Na Eppendorf, multinacional alemã especializada em biotecnologia, o teletrabalho foi adotado de forma permanente para 85% dos colaboradores desde dezembro de 2020. No início da pandemia, a empresa decidiu colocar todos em home office, exceto quem é do departamento de assistência técnica, que precisava fazer visitas presenciais. Depois de perceber benefícios e no intuito de já colocar em prática o projeto de trabalho à distância, a organização fez uma consulta jurídica para rever os contratos e identificou que a maioria era elegível ao formato.
"Estávamos com alguns projetos de implantação dentro da empresa, como um e-commerce junto com a matriz na Alemanha, e conseguimos implementar com um mês de antecedência.

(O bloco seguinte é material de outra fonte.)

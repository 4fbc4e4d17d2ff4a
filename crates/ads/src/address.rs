//! `AddressAd`: a relay or hidden-service introducer announcing one
//! of its reachable addresses.

use std::time::Duration;

use indra_crypto::{hash, recover, sign, Id, PublicKey, Signature, PUBLIC_KEY_LEN, SIGNATURE_LEN};
use indra_splice::Splice;

use crate::error::{AdsError, Result};
use crate::magic;

#[derive(Debug, Clone, PartialEq, Eq)]
pub struct AddressAd {
    pub id: Id,
    pub key: PublicKey,
    pub addr: String,
    pub index: u8,
    pub expiry: Duration,
    pub sig: Signature,
}

impl AddressAd {
    pub fn len(&self) -> usize {
        8 + PUBLIC_KEY_LEN + 2 + self.addr.len() + 1 + 8 + SIGNATURE_LEN
    }

    pub fn is_empty(&self) -> bool {
        false
    }

    fn encode_fields(&self, splice: &mut Splice) -> Result<()> {
        splice.write_id(&self.id)?;
        splice.write_pubkey(&self.key)?;
        splice.write_multiaddr(&self.addr)?;
        splice.write_u8(self.index)?;
        splice.write_duration(self.expiry)?;
        Ok(())
    }

    pub fn encode(&self, splice: &mut Splice) -> Result<()> {
        splice.write_magic(&magic::ADDRESS)?;
        self.encode_fields(splice)?;
        splice.write_signature(&self.sig)?;
        Ok(())
    }

    pub fn decode(splice: &mut Splice) -> Result<Self> {
        let id = splice.read_id()?;
        let key = splice.read_pubkey()?;
        let addr = splice.read_multiaddr()?;
        let index = splice.read_u8()?;
        let expiry = splice.read_duration()?;
        let sig = splice.read_signature()?;
        Ok(Self {
            id,
            key,
            addr,
            index,
            expiry,
            sig,
        })
    }

    fn signed_digest(&self) -> Result<[u8; 32]> {
        let mut splice = Splice::with_capacity(self.len() - SIGNATURE_LEN);
        self.encode_fields(&mut splice)?;
        Ok(hash(&splice.into_bytes()))
    }

    pub fn sign(&mut self, prv: &indra_crypto::PrivateKey) -> Result<()> {
        let digest = self.signed_digest()?;
        self.sig = sign(prv, &digest)?;
        Ok(())
    }

    /// Recompute the signed digest and check it recovers to `key`.
    pub fn verify(&self) -> Result<()> {
        let digest = self.signed_digest()?;
        let recovered = recover(&self.sig, &digest)?;
        if recovered == self.key {
            Ok(())
        } else {
            Err(AdsError::SignatureMismatch)
        }
    }
}

#[cfg(test)]
mod tests {
    use super::*;
    use indra_crypto::Identity;

    #[test]
    fn sign_then_verify_succeeds() {
        let id = Identity::generate();
        let mut ad = AddressAd {
            id: [1u8; 8],
            key: id.public,
            addr: "/ip4/127.0.0.1/tcp/9000".to_string(),
            index: 0,
            expiry: Duration::from_secs(3600),
            sig: [0u8; SIGNATURE_LEN],
        };
        ad.sign(&id.private).unwrap();
        ad.verify().unwrap();
    }

    #[test]
    fn encode_decode_roundtrips() {
        let id = Identity::generate();
        let mut ad = AddressAd {
            id: [2u8; 8],
            key: id.public,
            addr: "/ip4/10.0.0.1/tcp/8080".to_string(),
            index: 3,
            expiry: Duration::from_secs(60),
            sig: [0u8; SIGNATURE_LEN],
        };
        ad.sign(&id.private).unwrap();
        let mut s = Splice::with_capacity(ad.len() + 4);
        ad.encode(&mut s).unwrap();
        let mut r = Splice::from_bytes(s.into_bytes());
        assert_eq!(r.read_magic().unwrap(), magic::ADDRESS);
        let decoded = AddressAd::decode(&mut r).unwrap();
        assert_eq!(decoded, ad);
        decoded.verify().unwrap();
    }

    #[test]
    fn tampered_field_fails_verification() {
        let id = Identity::generate();
        let mut ad = AddressAd {
            id: [3u8; 8],
            key: id.public,
            addr: "/ip4/1.2.3.4/tcp/443".to_string(),
            index: 1,
            expiry: Duration::from_secs(10),
            sig: [0u8; SIGNATURE_LEN],
        };
        ad.sign(&id.private).unwrap();
        ad.index = 9;
        assert!(matches!(ad.verify(), Err(AdsError::SignatureMismatch)));
    }
}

Houve aumento da demanda e crescemos 60% no ano passado, até por conta dos produtos ligados ao teste de covid-19 que desenvolvemos, e não houve necessidade de novas contratações", explica Ana Paula Aukar, diretora de operações da empresa no Brasil e América Latina.
Do ponto de vista legal, ela afirma que monitorar horas trabalhadas é um processo complicado para todas as empresas, mas o teletrabalho não é baseado nelas, mas sim em atividades e entregas. "O funcionário seguia muito pelo descritivo do cargo. Revisamos todos esses descritivos, e os gerentes de área repassaram com os colaboradores." O horário de trabalho também foi alinhado entre as partes de acordo com a necessidade de cada área de atuação. Mas quem faz parte dos 85% em teletrabalho também tem a possibilidade de atuar dentro da empresa, em São Paulo, se precisar.
Quanto à vida pessoal, Ana Paula observou que eliminar o tempo de deslocamento entre casa e escritório fez com que os funcionários aderissem mais à prática de exercícios físicos. "Em conversas virtuais, começamos a identificar pessoas com diminuição do colesterol e aumento da qualidade de vida." Outro indicador para ela é a maior frequência dos colaboradores nas aulas de inglês e espanhol oferecidas pela empresa. Os custos da organização também diminuíram, principalmente com água, energia elétrica e consumo de papel.